-- Work to complete --
Please transcribe each of the records exactly as given.

==== Extracted entries ====

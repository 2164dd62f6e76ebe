//! Error handling for the CDMA connection controller

pub type Result<T> = std::result::Result<T, Error>;

#[derive(Debug, thiserror::Error)]
pub enum Error {
    #[error("Configuration error: {0}")]
    Config(#[from] config::ConfigError),

    #[error("I/O error: {0}")]
    Io(#[from] std::io::Error),

    #[error("Serialization error: {0}")]
    Serialization(#[from] serde_json::Error),

    #[error("Call state error: {0}")]
    CallState(String),

    #[error("Invalid state: {0}")]
    InvalidState(String),

    // No payload: DTMF input may be a PIN or account number.
    #[error("Invalid DTMF digit")]
    InvalidDigit,

    #[error("Parse error: {0}")]
    Parse(String),

    #[error("Internal error: {0}")]
    Internal(String),
}

impl Error {
    pub fn call_state<S: Into<String>>(msg: S) -> Self {
        Self::CallState(msg.into())
    }

    pub fn invalid_state<S: Into<String>>(msg: S) -> Self {
        Self::InvalidState(msg.into())
    }

    pub fn parse<S: Into<String>>(msg: S) -> Self {
        Self::Parse(msg.into())
    }

    pub fn internal<S: Into<String>>(msg: S) -> Self {
        Self::Internal(msg.into())
    }
}
//! Call waiting timeout guard
//!
//! CDMA networks give no indication that a waiting call was abandoned or that a
//! reject succeeded. The guard simulates it: if a waiting call is not answered
//! within the timeout, the controller treats it as missed.

use std::time::Duration;

use tracing::debug;

use crate::core::dispatcher::{ConnectionEvent, EventDispatcher, TimerHandle};
use crate::Result;

/// Default time a waiting call may stay unanswered
pub const CALL_WAITING_TIMEOUT: Duration = Duration::from_secs(20);

#[derive(Debug)]
struct ArmedDeadline {
    generation: u64,
    timer: TimerHandle,
}

/// Holds at most one missed-call deadline
#[derive(Debug)]
pub struct CallWaitingGuard {
    timeout: Duration,
    generation: u64,
    armed: Option<ArmedDeadline>,
}

impl CallWaitingGuard {
    pub fn new(timeout: Duration) -> Self {
        Self {
            timeout,
            generation: 0,
            armed: None,
        }
    }

    pub fn timeout(&self) -> Duration {
        self.timeout
    }

    /// Schedule the missed-call deadline, replacing any earlier one.
    pub fn arm(&mut self, dispatcher: &EventDispatcher) -> Result<()> {
        self.disarm();
        self.generation += 1;
        let timer = dispatcher.post_delayed(
            ConnectionEvent::CallWaitingMissed {
                generation: self.generation,
            },
            self.timeout,
        )?;
        debug!(
            "call waiting timer armed for connection {} ({:?})",
            dispatcher.connection_id(),
            self.timeout
        );
        self.armed = Some(ArmedDeadline {
            generation: self.generation,
            timer,
        });
        Ok(())
    }

    /// Cancel the pending deadline. Returns whether one was armed.
    pub fn disarm(&mut self) -> bool {
        match self.armed.take() {
            Some(deadline) => {
                deadline.timer.cancel();
                true
            }
            None => false,
        }
    }

    /// Consume a fired deadline. Stale generations (disarmed or re-armed
    /// after the timer already posted) are rejected.
    pub fn expire(&mut self, generation: u64) -> bool {
        match &self.armed {
            Some(deadline) if deadline.generation == generation => {
                self.armed = None;
                true
            }
            _ => false,
        }
    }

    pub fn is_armed(&self) -> bool {
        self.armed.is_some()
    }
}

impl Default for CallWaitingGuard {
    fn default() -> Self {
        Self::new(CALL_WAITING_TIMEOUT)
    }
}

====

-- Result below --
repository 2164dd62f6e76ebe
//! Error handling for the CDMA connection controller

pub type Result<T> = std::result::Result<T, Error>;

#[derive(Debug, thiserror::Error)]
pub enum Error {
    #[error("Configuration error: {0}")]
    Config(#[from] config::ConfigError),

    #[error("I/O error: {0}")]
    Io(#[from] std::io::Error),

    #[error("Serialization error: {0}")]
    Serialization(#[from] serde_json::Error),

    #[error("Call state error: {0}")]
    CallState(String),

    #[error("Invalid state: {0}")]
    InvalidState(String),

    // No payload: DTMF input may be a PIN or account number.
    #[error("Invalid DTMF digit")]
    InvalidDigit,

    #[error("Parse error: {0}")]
    Parse(String),

    #[error("Internal error: {0}")]
    Internal(String),
}

impl Error {
    pub fn call_state<S: Into<String>>(msg: S) -> Self {
        Self::CallState(msg.into())
    }

    pub fn invalid_state<S: Into<String>>(msg: S) -> Self {
        Self::InvalidState(msg.into())
    }

    pub fn parse<S: Into<String>>(msg: S) -> Self {
        Self::Parse(msg.into())
    }

    pub fn internal<S: Into<String>>(msg: S) -> Self {
        Self::Internal(msg.into())
    }
}
//! Call waiting timeout guard
//!
//! CDMA networks give no indication that a waiting call was abandoned or that a
//! reject succeeded. The guard simulates it: if a waiting call is not answered
//! within the timeout, the controller treats it as missed.

use std::time::Duration;

use tracing::debug;

use crate::core::dispatcher::{ConnectionEvent, EventDispatcher, TimerHandle};
use crate::Result;

/// Default time a waiting call may stay unanswered
pub const CALL_WAITING_TIMEOUT: Duration = Duration::from_secs(20);

#[derive(Debug)]
struct ArmedDeadline {
    generation: u64,
    timer: TimerHandle,
}

/// Holds at most one missed-call deadline
#[derive(Debug)]
pub struct CallWaitingGuard {
    timeout: Duration,
    generation: u64,
    armed: Option<ArmedDeadline>,
}

impl CallWaitingGuard {
    pub fn new(timeout: Duration) -> Self {
        Self {
            timeout,
            generation: 0,
            armed: None,
        }
    }

    pub fn timeout(&self) -> Duration {
        self.timeout
    }

    /// Schedule the missed-call deadline, replacing any earlier one.
    pub fn arm(&mut self, dispatcher: &EventDispatcher) -> Result<()> {
        self.disarm();
        self.generation += 1;
        let timer = dispatcher.post_delayed(
            ConnectionEvent::CallWaitingMissed {
                generation: self.generation,
            },
            self.timeout,
        )?;
        debug!(
            "call waiting timer armed for connection {} ({:?})",
            dispatcher.connection_id(),
            self.timeout
        );
        self.armed = Some(ArmedDeadline {
            generation: self.generation,
            timer,
        });
        Ok(())
    }

    /// Cancel the pending deadline. Returns whether one was armed.
    pub fn disarm(&mut self) -> bool {
        match self.armed.take() {
            Some(deadline) => {
                deadline.timer.cancel();
                true
            }
            None => false,
        }
    }

    /// Consume a fired deadline. Stale generations (disarmed or re-armed
    /// after the timer already posted) are rejected.
    pub fn expire(&mut self, generation: u64) -> bool {
        match &self.armed {
            Some(deadline) if deadline.generation == generation => {
                self.armed = None;
                true
            }
            _ => false,
        }
    }

    pub fn is_armed(&self) -> bool {
        self.armed.is_some()
    }
}

impl Default for CallWaitingGuard {
    fn default() -> Self {
        Self::new(CALL_WAITING_TIMEOUT)
    }
}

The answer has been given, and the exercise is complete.